Friday morning, Mayor Patty Eidam (center) and her husband Bud personally visited residents who live along Lan-Oak Park to make them aware of the planned peaceful protest scheduled for that afternoon. (Photo: Melanie Jongsma)
This neighbor voiced his support for people’s right to express themselves—and his appreciation for the heads-up about the protest. (Photo: Melanie Jongsma)

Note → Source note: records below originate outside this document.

use std::collections::{BTreeMap, HashMap, HashSet};
use std::sync::Arc;
use tokio::sync::RwLock;
use uuid::Uuid;

use crate::seedwork::DomainError;

// ============================================================================
// In-Memory Document Store
// ============================================================================
//
// One collection per aggregate type, keyed by aggregate id. Every document
// carries a version used for optimistic concurrency:
// - insert   -> version 1, fails if the id already exists
// - update   -> version + 1, fails unless the stored version is the expected one
// - delete   -> fails unless the stored version is the expected one
//
// A commit verifies every write before applying any of them, all under the
// collection's write lock, so a batch is applied completely or not at all.
// Verification also covers unique keys: after the batch no two documents
// may report the same key.
//
// ============================================================================

#[derive(Debug, Clone, PartialEq)]
pub struct StoredDocument<P> {
    pub version: u64,
    pub props: P,
}

#[derive(Debug, Clone, PartialEq)]
pub enum WriteOp<P> {
    Insert { id: Uuid, props: P },
    Update { id: Uuid, expected_version: u64, props: P },
    Delete { id: Uuid, expected_version: u64 },
}

impl<P> WriteOp<P> {
    pub fn id(&self) -> Uuid {
        match self {
            WriteOp::Insert { id, .. } | WriteOp::Update { id, .. } | WriteOp::Delete { id, .. } => *id,
        }
    }
}

/// Extracts the unique keys of a document.
pub type UniqueKeys<P> = fn(&P) -> Vec<String>;

pub struct Collection<P> {
    name: &'static str,
    documents: Arc<RwLock<BTreeMap<Uuid, StoredDocument<P>>>>,
    unique_keys: Option<UniqueKeys<P>>,
}

impl<P> Clone for Collection<P> {
    fn clone(&self) -> Self {
        Self {
            name: self.name,
            documents: Arc::clone(&self.documents),
            unique_keys: self.unique_keys,
        }
    }
}

impl<P: Clone + Send + Sync> Collection<P> {
    pub fn new(name: &'static str) -> Self {
        Self {
            name,
            documents: Arc::new(RwLock::new(BTreeMap::new())),
            unique_keys: None,
        }
    }

    pub fn with_unique_keys(mut self, unique_keys: UniqueKeys<P>) -> Self {
        self.unique_keys = Some(unique_keys);
        self
    }

    pub fn name(&self) -> &'static str {
        self.name
    }

    pub async fn get(&self, id: Uuid) -> Option<StoredDocument<P>> {
        self.documents.read().await.get(&id).cloned()
    }

    /// Documents whose props match `predicate`, in id order.
    pub async fn scan<F>(&self, predicate: F) -> Vec<(Uuid, StoredDocument<P>)>
    where
        F: Fn(&P) -> bool,
    {
        self.documents
            .read()
            .await
            .iter()
            .filter(|(_, doc)| predicate(&doc.props))
            .map(|(id, doc)| (*id, doc.clone()))
            .collect()
    }

    pub async fn len(&self) -> usize {
        self.documents.read().await.len()
    }

    /// Apply `writes` atomically, returning the resulting version per id.
    pub async fn commit(&self, writes: Vec<WriteOp<P>>) -> Result<HashMap<Uuid, u64>, DomainError> {
        let mut documents = self.documents.write().await;

        // Verify everything first: nothing is applied if any write conflicts.
        for write in &writes {
            let current = documents.get(&write.id()).map(|doc| doc.version);
            match (write, current) {
                (WriteOp::Insert { id, .. }, Some(_)) => {
                    return Err(DomainError::conflict(format!(
                        "{} {} already exists",
                        self.name, id
                    )));
                }
                (WriteOp::Insert { .. }, None) => {}
                (
                    WriteOp::Update { id, expected_version, .. }
                    | WriteOp::Delete { id, expected_version },
                    current,
                ) => {
                    if current != Some(*expected_version) {
                        return Err(DomainError::conflict(format!(
                            "{} {}: expected version {}, found {}",
                            self.name,
                            id,
                            expected_version,
                            current.map_or_else(|| "none".to_string(), |v| v.to_string())
                        )));
                    }
                }
            }
        }
        if let Some(unique_keys) = self.unique_keys {
            self.check_unique_keys(&documents, &writes, unique_keys)?;
        }

        let mut versions = HashMap::with_capacity(writes.len());
        for write in writes {
            match write {
                WriteOp::Insert { id, props } => {
                    documents.insert(id, StoredDocument { version: 1, props });
                    versions.insert(id, 1);
                }
                WriteOp::Update { id, expected_version, props } => {
                    let version = expected_version + 1;
                    documents.insert(id, StoredDocument { version, props });
                    versions.insert(id, version);
                }
                WriteOp::Delete { id, expected_version } => {
                    documents.remove(&id);
                    versions.insert(id, expected_version + 1);
                }
            }
        }

        tracing::debug!(
            collection = self.name,
            writes = versions.len(),
            "Committed batch"
        );

        Ok(versions)
    }

    fn check_unique_keys(
        &self,
        documents: &BTreeMap<Uuid, StoredDocument<P>>,
        writes: &[WriteOp<P>],
        unique_keys: UniqueKeys<P>,
    ) -> Result<(), DomainError> {
        let written: HashSet<Uuid> = writes.iter().map(WriteOp::id).collect();
        let mut owners: HashMap<String, Uuid> = documents
            .iter()
            .filter(|(id, _)| !written.contains(id))
            .flat_map(|(id, doc)| unique_keys(&doc.props).into_iter().map(move |key| (key, *id)))
            .collect();

        for write in writes {
            let (id, props) = match write {
                WriteOp::Insert { id, props } | WriteOp::Update { id, props, .. } => (*id, props),
                WriteOp::Delete { .. } => continue,
            };
            for key in unique_keys(props) {
                match owners.get(&key) {
                    Some(owner) if *owner != id => {
                        return Err(DomainError::conflict(format!(
                            "{} {}: {} is already taken by {}",
                            self.name, id, key, owner
                        )));
                    }
                    Some(_) => {}
                    None => {
                        owners.insert(key, id);
                    }
                }
            }
        }
        Ok(())
    }
}
use chrono::{DateTime, Utc};
use serde::{Deserialize, Serialize};
use uuid::Uuid;

use crate::domain::events::PlatformEvent;
use crate::domain::passport::{Passport, Permission};
use crate::seedwork::{AggregateCore, AggregateRoot, DomainError};
use super::events::{CommunityCreated, CommunityDomainUpdated, CommunityWhiteLabelDomainUpdated};
use super::value_objects::{CommunityName, Domain, Handle, WhiteLabelDomain};

// ============================================================================
// Community Aggregate
// ============================================================================

#[derive(Debug, Clone, PartialEq, Serialize, Deserialize)]
#[serde(rename_all = "camelCase")]
pub struct CommunityProps {
    pub name: CommunityName,
    pub domain: Option<Domain>,
    pub white_label_domain: Option<WhiteLabelDomain>,
    pub handle: Option<Handle>,
    pub created_by: Uuid,
    pub created_at: DateTime<Utc>,
    pub updated_at: DateTime<Utc>,
}

impl CommunityProps {
    /// Whether `host` is the primary or white-label domain, ignoring case.
    pub fn serves_host(&self, host: &str) -> bool {
        let host = host.trim();
        self.domain
            .as_ref()
            .is_some_and(|d| d.as_str().eq_ignore_ascii_case(host))
            || self
                .white_label_domain
                .as_ref()
                .is_some_and(|d| d.as_str().eq_ignore_ascii_case(host))
    }

    /// Lower-cased hosts this community answers on.
    pub fn hosts(&self) -> Vec<String> {
        let domain = self.domain.as_ref().map(|d| d.as_str());
        let white_label = self.white_label_domain.as_ref().map(|d| d.as_str());
        domain
            .into_iter()
            .chain(white_label)
            .map(str::to_ascii_lowercase)
            .collect()
    }
}

// Host names compare without regard to case.
fn same_host(current: Option<&str>, next: Option<&str>) -> bool {
    match (current, next) {
        (Some(a), Some(b)) => a.eq_ignore_ascii_case(b),
        (None, None) => true,
        _ => false,
    }
}

#[derive(Debug, Clone)]
pub struct Community {
    core: AggregateCore<CommunityProps, PlatformEvent, Passport>,
}

impl Community {
    /// Create a transient community on behalf of `created_by`.
    ///
    /// Only the creator (or the system) may create a community in their name.
    pub fn create(
        id: Uuid,
        name: CommunityName,
        created_by: Uuid,
        passport: Passport,
    ) -> Result<Self, DomainError> {
        passport.ensure_authenticated("create community")?;
        if !passport.acts_for(created_by) {
            return Err(DomainError::permission_denied(
                "a community can only be created on behalf of the acting user",
            ));
        }

        let now = Utc::now();
        let props = CommunityProps {
            name,
            domain: None,
            white_label_domain: None,
            handle: None,
            created_by,
            created_at: now,
            updated_at: now,
        };

        let mut core = AggregateCore::new(id, props, passport);
        core.add_domain_event(
            CommunityCreated {
                community_id: id,
                created_by,
            }
            .into(),
        );
        Ok(Self { core })
    }

    pub fn name(&self) -> &CommunityName {
        &self.core.props().name
    }

    pub fn domain(&self) -> Option<&Domain> {
        self.core.props().domain.as_ref()
    }

    pub fn white_label_domain(&self) -> Option<&WhiteLabelDomain> {
        self.core.props().white_label_domain.as_ref()
    }

    pub fn handle(&self) -> Option<&Handle> {
        self.core.props().handle.as_ref()
    }

    pub fn created_by(&self) -> Uuid {
        self.core.props().created_by
    }

    pub fn serves_host(&self, host: &str) -> bool {
        self.core.props().serves_host(host)
    }

    // A transient community is configured by its creator before first save.
    fn ensure_can_manage_settings(&self, action: &str) -> Result<(), DomainError> {
        if self.core.is_new() {
            return Ok(());
        }
        self.core
            .passport()
            .ensure(self.core.id(), Permission::ManageCommunitySettings, action)
    }

    fn touch(&mut self) {
        self.core.props_mut().updated_at = Utc::now();
    }

    pub fn set_name(&mut self, raw: &str) -> Result<(), DomainError> {
        self.ensure_can_manage_settings("rename community")?;
        let name = CommunityName::new(raw)?;
        if self.core.props().name != name {
            self.core.props_mut().name = name;
            self.touch();
        }
        Ok(())
    }

    pub fn set_domain(&mut self, raw: &str) -> Result<(), DomainError> {
        self.ensure_can_manage_settings("update community domain")?;
        let domain = Domain::new(raw)?;
        if same_host(self.domain().map(Domain::as_str), Some(domain.as_str())) {
            return Ok(());
        }

        let old_domain = self.core.props_mut().domain.replace(domain.clone());
        self.touch();
        let community_id = self.core.id();
        self.core.add_domain_event(
            CommunityDomainUpdated {
                community_id,
                domain,
                old_domain,
            }
            .into(),
        );
        Ok(())
    }

    /// Set or clear (`None`) the white-label domain.
    pub fn set_white_label_domain(&mut self, raw: Option<&str>) -> Result<(), DomainError> {
        self.ensure_can_manage_settings("update white-label domain")?;
        let white_label_domain = raw.map(WhiteLabelDomain::new).transpose()?;
        if same_host(
            self.white_label_domain().map(WhiteLabelDomain::as_str),
            white_label_domain.as_ref().map(WhiteLabelDomain::as_str),
        ) {
            return Ok(());
        }

        let old_white_label_domain = std::mem::replace(
            &mut self.core.props_mut().white_label_domain,
            white_label_domain.clone(),
        );
        self.touch();
        let community_id = self.core.id();
        self.core.add_domain_event(
            CommunityWhiteLabelDomainUpdated {
                community_id,
                white_label_domain,
                old_white_label_domain,
            }
            .into(),
        );
        Ok(())
    }

    pub fn set_handle(&mut self, raw: &str) -> Result<(), DomainError> {
        self.ensure_can_manage_settings("update community handle")?;
        let handle = Handle::new(raw)?;
        self.core.props_mut().handle = Some(handle);
        self.touch();
        Ok(())
    }

    pub fn ensure_can_delete(&self) -> Result<(), DomainError> {
        self.core.passport().ensure(
            self.core.id(),
            Permission::ManageCommunitySettings,
            "delete community",
        )
    }
}

impl AggregateRoot for Community {
    type Props = CommunityProps;
    type Event = PlatformEvent;
    type Passport = Passport;

    const NAME: &'static str = "Community";

    // Primary and white-label domains share one host namespace.
    fn unique_keys(props: &CommunityProps) -> Vec<String> {
        props.hosts().into_iter().map(|host| format!("host:{host}")).collect()
    }

    fn from_core(core: AggregateCore<CommunityProps, PlatformEvent, Passport>) -> Self {
        Self { core }
    }

    fn core(&self) -> &AggregateCore<CommunityProps, PlatformEvent, Passport> {
        &self.core
    }

    fn core_mut(&mut self) -> &mut AggregateCore<CommunityProps, PlatformEvent, Passport> {
        &mut self.core
    }
}

// ============================================================================
// Tests
// ============================================================================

Valerie Kirkpatrick (right) and Tyra Carter allowed their kids to attend Friday’s protest only after they learned how well planned it was. “That makes you feel safe as a parent,” said Kirkpatrick. (Photo: Melanie Jongsma)
Organizer CJ Wilson (center) wrote three poems to express his complex feelings about George Floyd, riots, and police. (Photo: Melanie Jongsma)
The organizers invited other voices to address the crowd. Kevin Collinz accepted the offer and shared his memories of being a victim of police brutality. The memories brought him to tears, but he expressed thanks to the Lansing police for all they do to keep the community safe. (Photo: Melanie Jongsma)
During a march around the park, the approximately 200 protesters vocalized some of the cries of the victims of police brutality, such as “I can’t breathe” and “Don’t shoot.” They received honks of support from drivers around the park. (Photo: Melanie Jongsma)
Following the march, all voices were silenced for 8 minutes and 46 seconds—the amount of time Officer Derek Chauvin held his knee on George Floyd’s neck during the May 25 incident that led to Floyd’s death. Some of the Lansing protesters simply knelt for that time, while others simulated Floyd’s position in order to get a better sense of his vulnerability. The nearly nine minutes of silence felt interminably long and ended with a prayer of reconciliation. (Photo: Melanie Jongsma)
A dedicated article about Friday’s peaceful protest is forthcoming, but the photos above capture a glimpse of the range of voices speaking out throughout the week. In addition, on Saturday, June 6, elected officials representing Lansing at a variety of levels of government held a “Day of Action” in Calumet City, where they expressed outrage, frustration, and commitment to policy change as well as financial investment in the south suburbs. A summary of those comments is also forthcoming.